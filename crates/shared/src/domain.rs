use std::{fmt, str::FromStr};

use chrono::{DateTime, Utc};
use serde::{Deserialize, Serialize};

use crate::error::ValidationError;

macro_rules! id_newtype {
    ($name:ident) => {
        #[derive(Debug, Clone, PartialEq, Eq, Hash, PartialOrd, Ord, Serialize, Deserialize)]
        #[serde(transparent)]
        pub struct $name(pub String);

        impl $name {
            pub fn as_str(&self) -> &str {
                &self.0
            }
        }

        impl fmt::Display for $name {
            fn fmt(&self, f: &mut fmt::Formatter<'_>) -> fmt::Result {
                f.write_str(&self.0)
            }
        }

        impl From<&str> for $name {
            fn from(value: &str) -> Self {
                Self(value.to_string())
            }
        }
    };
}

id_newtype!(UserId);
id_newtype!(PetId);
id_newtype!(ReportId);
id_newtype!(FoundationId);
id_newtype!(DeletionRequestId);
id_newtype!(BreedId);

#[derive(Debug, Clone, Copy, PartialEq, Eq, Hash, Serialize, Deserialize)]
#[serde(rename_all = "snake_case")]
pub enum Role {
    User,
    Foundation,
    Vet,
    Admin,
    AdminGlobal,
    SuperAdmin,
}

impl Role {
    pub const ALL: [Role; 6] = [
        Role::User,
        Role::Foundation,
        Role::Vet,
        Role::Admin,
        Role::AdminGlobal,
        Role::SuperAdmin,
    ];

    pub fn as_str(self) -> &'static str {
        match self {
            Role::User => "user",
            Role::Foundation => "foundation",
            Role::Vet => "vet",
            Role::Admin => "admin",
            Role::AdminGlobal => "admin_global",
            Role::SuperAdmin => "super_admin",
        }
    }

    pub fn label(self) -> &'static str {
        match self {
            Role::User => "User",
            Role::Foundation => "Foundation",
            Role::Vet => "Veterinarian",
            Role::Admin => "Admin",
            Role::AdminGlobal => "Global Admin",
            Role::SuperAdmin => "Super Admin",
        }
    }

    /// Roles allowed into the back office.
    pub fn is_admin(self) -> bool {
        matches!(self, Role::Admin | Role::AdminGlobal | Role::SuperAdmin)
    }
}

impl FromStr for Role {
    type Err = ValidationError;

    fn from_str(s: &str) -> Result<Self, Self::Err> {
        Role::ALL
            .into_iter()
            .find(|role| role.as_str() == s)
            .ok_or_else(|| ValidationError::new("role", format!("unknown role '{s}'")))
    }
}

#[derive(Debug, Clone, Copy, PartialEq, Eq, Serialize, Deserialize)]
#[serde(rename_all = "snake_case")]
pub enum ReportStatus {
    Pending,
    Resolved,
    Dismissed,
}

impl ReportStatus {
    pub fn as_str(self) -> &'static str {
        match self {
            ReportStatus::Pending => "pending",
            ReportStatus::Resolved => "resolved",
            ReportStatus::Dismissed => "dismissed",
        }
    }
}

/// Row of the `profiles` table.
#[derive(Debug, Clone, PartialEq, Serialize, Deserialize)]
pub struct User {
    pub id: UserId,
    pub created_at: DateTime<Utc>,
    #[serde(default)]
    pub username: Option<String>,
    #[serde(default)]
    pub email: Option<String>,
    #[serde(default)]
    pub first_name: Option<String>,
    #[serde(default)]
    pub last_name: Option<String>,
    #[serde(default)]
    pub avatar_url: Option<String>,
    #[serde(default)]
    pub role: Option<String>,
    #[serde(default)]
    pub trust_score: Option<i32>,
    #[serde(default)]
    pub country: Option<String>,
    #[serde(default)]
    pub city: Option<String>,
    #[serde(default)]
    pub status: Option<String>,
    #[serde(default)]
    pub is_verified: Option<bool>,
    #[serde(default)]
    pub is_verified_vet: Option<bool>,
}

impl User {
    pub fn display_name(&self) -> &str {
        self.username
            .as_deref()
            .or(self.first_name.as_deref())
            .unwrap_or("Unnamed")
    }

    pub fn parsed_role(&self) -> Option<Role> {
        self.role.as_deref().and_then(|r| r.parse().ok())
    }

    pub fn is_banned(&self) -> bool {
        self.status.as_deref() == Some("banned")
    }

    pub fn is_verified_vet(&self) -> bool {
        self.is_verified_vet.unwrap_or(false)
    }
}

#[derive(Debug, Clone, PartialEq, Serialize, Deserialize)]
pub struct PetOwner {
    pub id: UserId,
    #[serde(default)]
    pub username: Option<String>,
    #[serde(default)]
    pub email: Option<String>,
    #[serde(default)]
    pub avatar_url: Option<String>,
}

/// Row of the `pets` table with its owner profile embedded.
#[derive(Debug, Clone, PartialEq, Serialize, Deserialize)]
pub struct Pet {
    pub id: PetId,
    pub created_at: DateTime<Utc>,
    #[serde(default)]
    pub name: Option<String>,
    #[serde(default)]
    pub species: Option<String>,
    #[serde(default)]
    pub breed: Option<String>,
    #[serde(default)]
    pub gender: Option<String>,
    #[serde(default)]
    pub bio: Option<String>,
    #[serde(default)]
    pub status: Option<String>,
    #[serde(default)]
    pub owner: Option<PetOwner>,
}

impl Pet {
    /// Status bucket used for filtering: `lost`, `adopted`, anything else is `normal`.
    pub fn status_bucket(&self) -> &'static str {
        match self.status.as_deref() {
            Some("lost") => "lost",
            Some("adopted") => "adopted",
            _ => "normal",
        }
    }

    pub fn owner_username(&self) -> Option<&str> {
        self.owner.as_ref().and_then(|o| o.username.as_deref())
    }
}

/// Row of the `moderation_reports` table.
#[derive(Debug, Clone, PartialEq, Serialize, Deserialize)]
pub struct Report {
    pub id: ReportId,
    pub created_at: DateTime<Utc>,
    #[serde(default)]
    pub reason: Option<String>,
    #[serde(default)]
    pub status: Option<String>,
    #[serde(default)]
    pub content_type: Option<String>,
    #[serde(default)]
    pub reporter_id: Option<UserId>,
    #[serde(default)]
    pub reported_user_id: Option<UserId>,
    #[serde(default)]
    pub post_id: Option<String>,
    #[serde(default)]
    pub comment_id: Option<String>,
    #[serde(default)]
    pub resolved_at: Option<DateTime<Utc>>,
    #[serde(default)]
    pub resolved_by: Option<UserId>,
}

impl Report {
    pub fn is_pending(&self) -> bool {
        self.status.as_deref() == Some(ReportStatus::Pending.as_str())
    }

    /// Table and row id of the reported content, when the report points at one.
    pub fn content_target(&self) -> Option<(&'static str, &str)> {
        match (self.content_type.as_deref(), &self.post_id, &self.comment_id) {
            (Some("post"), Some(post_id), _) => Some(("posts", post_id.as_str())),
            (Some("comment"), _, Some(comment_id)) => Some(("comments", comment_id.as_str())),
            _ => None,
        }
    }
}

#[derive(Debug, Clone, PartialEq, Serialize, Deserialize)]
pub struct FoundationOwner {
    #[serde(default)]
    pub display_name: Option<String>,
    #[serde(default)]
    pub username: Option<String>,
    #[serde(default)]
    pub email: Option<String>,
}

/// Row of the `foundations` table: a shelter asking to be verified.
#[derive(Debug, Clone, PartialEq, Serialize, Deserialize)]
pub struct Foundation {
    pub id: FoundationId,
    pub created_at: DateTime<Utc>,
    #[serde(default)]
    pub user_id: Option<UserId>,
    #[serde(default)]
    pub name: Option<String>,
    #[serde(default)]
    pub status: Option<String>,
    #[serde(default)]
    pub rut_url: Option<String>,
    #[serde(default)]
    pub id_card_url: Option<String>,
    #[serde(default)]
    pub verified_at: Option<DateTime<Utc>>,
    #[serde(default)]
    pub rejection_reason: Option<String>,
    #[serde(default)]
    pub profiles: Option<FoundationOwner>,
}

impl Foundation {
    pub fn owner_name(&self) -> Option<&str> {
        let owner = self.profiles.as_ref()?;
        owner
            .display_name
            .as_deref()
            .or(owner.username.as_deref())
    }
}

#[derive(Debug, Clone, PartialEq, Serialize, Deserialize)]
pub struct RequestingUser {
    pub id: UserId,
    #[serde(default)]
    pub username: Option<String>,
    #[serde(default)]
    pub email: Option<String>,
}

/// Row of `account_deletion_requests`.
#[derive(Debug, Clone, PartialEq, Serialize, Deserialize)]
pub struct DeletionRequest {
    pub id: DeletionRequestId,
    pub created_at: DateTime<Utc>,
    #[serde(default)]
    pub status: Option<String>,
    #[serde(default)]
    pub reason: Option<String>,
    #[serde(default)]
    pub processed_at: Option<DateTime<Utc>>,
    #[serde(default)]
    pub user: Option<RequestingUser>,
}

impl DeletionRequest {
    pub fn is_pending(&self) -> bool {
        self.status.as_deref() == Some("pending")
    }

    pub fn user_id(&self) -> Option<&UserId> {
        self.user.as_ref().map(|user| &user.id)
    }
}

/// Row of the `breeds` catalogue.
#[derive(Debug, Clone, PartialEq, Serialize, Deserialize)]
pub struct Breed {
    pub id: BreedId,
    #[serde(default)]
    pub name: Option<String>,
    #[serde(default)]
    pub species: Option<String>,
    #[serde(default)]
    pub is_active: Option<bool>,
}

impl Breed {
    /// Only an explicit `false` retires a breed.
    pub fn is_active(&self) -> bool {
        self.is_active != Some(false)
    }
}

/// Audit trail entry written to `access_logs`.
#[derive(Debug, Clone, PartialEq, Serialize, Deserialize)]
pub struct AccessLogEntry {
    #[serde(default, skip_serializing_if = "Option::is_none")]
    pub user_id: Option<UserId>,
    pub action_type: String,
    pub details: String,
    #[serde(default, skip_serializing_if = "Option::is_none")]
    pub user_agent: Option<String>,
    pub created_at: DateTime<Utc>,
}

> [Task directions]: Once you reach the line with "pub fn label(self)" in the data above, copy it and every line after it exactly, up to and including the line with "type Err = ValidationError;".

> [Finished exercise]:
    pub fn label(self) -> &'static str {
        match self {
            Role::User => "User",
            Role::Foundation => "Foundation",
            Role::Vet => "Veterinarian",
            Role::Admin => "Admin",
            Role::AdminGlobal => "Global Admin",
            Role::SuperAdmin => "Super Admin",
        }
    }

    /// Roles allowed into the back office.
    pub fn is_admin(self) -> bool {
        matches!(self, Role::Admin | Role::AdminGlobal | Role::SuperAdmin)
    }
}

impl FromStr for Role {
    type Err = ValidationError;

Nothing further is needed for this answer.